[Opening DATA FOR THE TASK section]
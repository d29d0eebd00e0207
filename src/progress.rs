//! Progress-callback trait for per-target extraction events.
//!
//! Inject an [`Arc<dyn ExtractionProgressCallback>`] via
//! [`crate::config::ExtractionConfigBuilder::progress_callback`] to receive
//! events as the orchestrator works through a document.
//!
//! # Example
//!
//! ```rust
//! use market_report_extract::{ExtractionConfig, ExtractionProgressCallback};
//! use std::sync::{Arc, atomic::{AtomicUsize, Ordering}};
//!
//! struct CountingCallback {
//!     done: AtomicUsize,
//! }
//!
//! impl ExtractionProgressCallback for CountingCallback {
//!     fn on_submarket_complete(&self, index: usize, total: usize, name: &str, success: bool) {
//!         self.done.fetch_add(1, Ordering::SeqCst);
//!         eprintln!("{}/{} {} ok={}", index + 1, total, name, success);
//!     }
//! }
//!
//! let config = ExtractionConfig::builder()
//!     .progress_callback(Arc::new(CountingCallback { done: AtomicUsize::new(0) }))
//!     .build()
//!     .unwrap();
//! ```

use std::path::Path;
use std::sync::Arc;

/// Called by the orchestrator as it processes a document.
///
/// All methods have default no-op implementations. The batch runner may
/// process several documents at once, so implementations must tolerate
/// interleaved calls for different documents.
pub trait ExtractionProgressCallback: Send + Sync {
    /// Called once the document is loaded.
    fn on_document_start(&self, path: &Path, page_count: usize) {
        let _ = (path, page_count);
    }

    /// Called after segmentation, before a submarket's targets run.
    ///
    /// `index` is 0-based over the submarket list.
    fn on_submarket_start(&self, index: usize, total: usize, name: &str) {
        let _ = (index, total, name);
    }

    /// Called after every target, including cache hits.
    ///
    /// `error` is `None` on success.
    fn on_target_complete(&self, name: &str, directory: Option<&str>, error: Option<&str>) {
        let _ = (name, directory, error);
    }

    /// Called when all targets of a submarket have run, or it was skipped.
    fn on_submarket_complete(&self, index: usize, total: usize, name: &str, success: bool) {
        let _ = (index, total, name, success);
    }

    /// Called once per document, after the session is released.
    fn on_document_complete(&self, path: &Path, processed: bool) {
        let _ = (path, processed);
    }
}

/// The default when no callback is configured.
pub struct NoopProgressCallback;

impl ExtractionProgressCallback for NoopProgressCallback {}

/// The type stored in [`crate::config::ExtractionConfig`].
pub type ProgressCallback = Arc<dyn ExtractionProgressCallback>;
[Closing DATA FOR THE TASK section]
**WHAT IS REQUIRED**
Collect the lines of the data that carry the word "directory".

**RESPONSE TO THIS TASK**
    fn on_target_complete(&self, name: &str, directory: Option<&str>, error: Option<&str>) {
        let _ = (name, directory, error);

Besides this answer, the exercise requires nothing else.